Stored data
_ _ _ _ _ _ _

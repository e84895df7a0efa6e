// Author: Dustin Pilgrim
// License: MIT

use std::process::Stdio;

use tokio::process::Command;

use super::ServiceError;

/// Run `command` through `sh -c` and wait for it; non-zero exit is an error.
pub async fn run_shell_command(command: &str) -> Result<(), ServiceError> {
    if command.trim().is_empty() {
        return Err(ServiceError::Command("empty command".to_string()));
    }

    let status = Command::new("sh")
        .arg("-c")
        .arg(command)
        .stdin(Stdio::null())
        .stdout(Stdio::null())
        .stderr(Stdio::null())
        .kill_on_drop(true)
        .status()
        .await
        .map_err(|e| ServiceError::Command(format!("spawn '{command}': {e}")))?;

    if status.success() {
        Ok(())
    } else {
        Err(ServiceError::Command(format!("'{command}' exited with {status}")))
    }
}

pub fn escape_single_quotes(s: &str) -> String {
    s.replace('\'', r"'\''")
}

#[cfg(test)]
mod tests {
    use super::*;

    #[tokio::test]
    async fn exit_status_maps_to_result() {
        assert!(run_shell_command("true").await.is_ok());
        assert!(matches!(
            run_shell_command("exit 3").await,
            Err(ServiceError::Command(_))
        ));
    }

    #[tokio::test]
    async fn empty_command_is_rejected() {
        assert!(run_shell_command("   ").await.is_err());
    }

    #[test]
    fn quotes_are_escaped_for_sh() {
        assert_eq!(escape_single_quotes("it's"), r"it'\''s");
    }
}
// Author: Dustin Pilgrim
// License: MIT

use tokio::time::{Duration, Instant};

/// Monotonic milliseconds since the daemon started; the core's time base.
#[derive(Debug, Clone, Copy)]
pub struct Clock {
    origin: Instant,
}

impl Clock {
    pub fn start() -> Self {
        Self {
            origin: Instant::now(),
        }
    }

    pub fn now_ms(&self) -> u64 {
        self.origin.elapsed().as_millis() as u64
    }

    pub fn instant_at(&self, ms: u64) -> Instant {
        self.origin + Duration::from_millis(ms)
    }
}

_ _ _ _ _ _ _

## TASK DESCRIPTION
Reproduce the preceding records exactly and completely.

## SOLUTION FOR THIS PROBLEM
repository e84895df7a0efa6e
// Author: Dustin Pilgrim
// License: MIT

use std::process::Stdio;

use tokio::process::Command;

use super::ServiceError;

/// Run `command` through `sh -c` and wait for it; non-zero exit is an error.
pub async fn run_shell_command(command: &str) -> Result<(), ServiceError> {
    if command.trim().is_empty() {
        return Err(ServiceError::Command("empty command".to_string()));
    }

    let status = Command::new("sh")
        .arg("-c")
        .arg(command)
        .stdin(Stdio::null())
        .stdout(Stdio::null())
        .stderr(Stdio::null())
        .kill_on_drop(true)
        .status()
        .await
        .map_err(|e| ServiceError::Command(format!("spawn '{command}': {e}")))?;

    if status.success() {
        Ok(())
    } else {
        Err(ServiceError::Command(format!("'{command}' exited with {status}")))
    }
}

pub fn escape_single_quotes(s: &str) -> String {
    s.replace('\'', r"'\''")
}

#[cfg(test)]
mod tests {
    use super::*;

    #[tokio::test]
    async fn exit_status_maps_to_result() {
        assert!(run_shell_command("true").await.is_ok());
        assert!(matches!(
            run_shell_command("exit 3").await,
            Err(ServiceError::Command(_))
        ));
    }

    #[tokio::test]
    async fn empty_command_is_rejected() {
        assert!(run_shell_command("   ").await.is_err());
    }

    #[test]
    fn quotes_are_escaped_for_sh() {
        assert_eq!(escape_single_quotes("it's"), r"it'\''s");
    }
}
// Author: Dustin Pilgrim
// License: MIT

use tokio::time::{Duration, Instant};

/// Monotonic milliseconds since the daemon started; the core's time base.
#[derive(Debug, Clone, Copy)]
pub struct Clock {
    origin: Instant,
}

impl Clock {
    pub fn start() -> Self {
        Self {
            origin: Instant::now(),
        }
    }

    pub fn now_ms(&self) -> u64 {
        self.origin.elapsed().as_millis() as u64
    }

    pub fn instant_at(&self, ms: u64) -> Instant {
        self.origin + Duration::from_millis(ms)
    }
}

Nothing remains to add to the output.